C'est la première exécution d'une femme en près de 70 ans.

Les défenseurs de Lisa Montgomery ne nient pas la gravité de son crime, mais ses défenseurs estiment qu'elle souffrait de troubles mentaux sévères, conséquences de violences et viols en réunion subis dans son enfance.

A la place, elle l'avait étranglée, lui avait ouvert l'utérus, avait pris le bébé -qui a survécu- et avait abandonnée la jeune femme baignant dans une mare de sang. Lisa Montgomery a reçu une injection létale, mercredi 13 janvier, après le feu vert de la Cour suprême saisie par les avocats de cette femme de 52 ans, condamnée pour avoir assassiné une femme enceinte afin de lui voler son fœtus.

"Les informations présentées à la Cour contiennent de nombreuses preuves que l'état mental actuel de Mme Montgomery est si éloigné de la réalité qu'elle ne peut pas comprendre rationnellement le motif du gouvernement pour son exécution", a écrit le juge dans sa décision.

Le jugement de M Hanlon sera attaqué devant une Cour d'appel par le ministère américain de la justice qui obtient gain de cause.

Fervent partisan de la peine capitale, comme ses électeurs les plus conservateurs, le milliardaire républicain n'a jusqu'ici pas donné suite à leur requête.

L'avocate de Lisa Montgomery, Kelley Henry, a qualifié cette nouvelle exécution de vicieuse, évoquant dans un communiqué la soif de sang d'une administration en faillite.

Après 17 ans de pause des exécutions aux Etats-Unis, l'administration Trump enchaîne depuis l'été les injections létales.

Image non datée fournie par les avocats de Lisa Montgomery exécutée mercredi au pénitencier fédéral de Terre Haute, en Indiana. En quelques mois seulement, pas moins de 10 détenus ont reçu une dose de penthiobarbital, un puissant barbiturique, deux autres devraient, cette semaine, connaître le même sort: Corey Johnson jeudi et Dustin Higgs vendredi.

Là encore, une bataille judiciaire féroce est engagée.

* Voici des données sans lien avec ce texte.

pub mod core;
pub mod engine;
pub mod game;
// Physics collaborator: the contract the simulation talks to, and a rapier2d
// implementation of it

pub mod body;
pub mod collision;
pub mod shape;
mod world;

pub use body::{BodyKind, Facing, KinematicBody};
pub use collision::{CollisionLayer, CollisionTag, ContactEvent, ContactKind, ContactReport};
pub use shape::{BodyShape, ColliderDesc, ColliderShape};
pub use world::PhysicsWorld;

/// Unique identifier for anything that owns a physics body
pub type EntityId = u32;

/// External physics integrator
///
/// Each tick the level writes every body, steps once, then reads every body
/// back. Reading returns the grounded state and the contacts the body was
/// part of during the step; contacts are handed out once and dropped at the
/// next step if nobody read them.
pub trait PhysicsBackend {
    /// Register an entity's body and colliders
    fn insert(&mut self, id: EntityId, body: &KinematicBody, shape: &BodyShape);

    /// Forget an entity; unknown ids are ignored
    fn remove(&mut self, id: EntityId);

    /// Push game-side velocity, position changes and layer to the simulation
    fn write_body(&mut self, id: EntityId, body: &KinematicBody);

    /// Advance the simulation by `dt` seconds
    fn step(&mut self, dt: f32);

    /// Pull integrated position/velocity into `body` and report contacts
    fn read_body(&mut self, id: EntityId, body: &mut KinematicBody) -> ContactReport;
}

D'anciens gardiens du pénitencier de Terre-Haute ont de leur côté écrit au ministre de la Justice par intérim, Jeffrey Rosen, pour lui demander de reporter ces exécutions "jusqu'à ce que le personnel pénitencier soit vacciné contre le Covid-19 ". Car une exécution mobilise des dizaines de personnes dans un environnement clos, propice à la propagation du virus. Pour cette raison, les Etats américains, y compris le très répressif Texas, ont suspendu les exécutions depuis des mois.

" Dans les dernières heures de la présidence Trump, il y a une course folle pour exécuter des gens qui sont dans les couloirs de la mort depuis des années voire des décennies". "L'UE appelle l'administration américaine à revenir sur sa décision de procéder aux dernières exécutions au niveau fédéral au cours des derniers jours de l'administration actuelle", a-t-il déclaré. "C'est insensé", a dénoncé lundi sur la radio NPR le sénateur démocrate Dick Durbin, en annonçant l'introduction d'une loi visant à mettre un terme aux exécutions fédérales.

Les démocrates ayant repris le contrôle du Sénat, il est possible qu'elle soit adoptée une fois que Joe Biden aura pris ses fonctions d'autant que le futur président des Etats-Unis s'est déclaré opposé à la peine de capitale.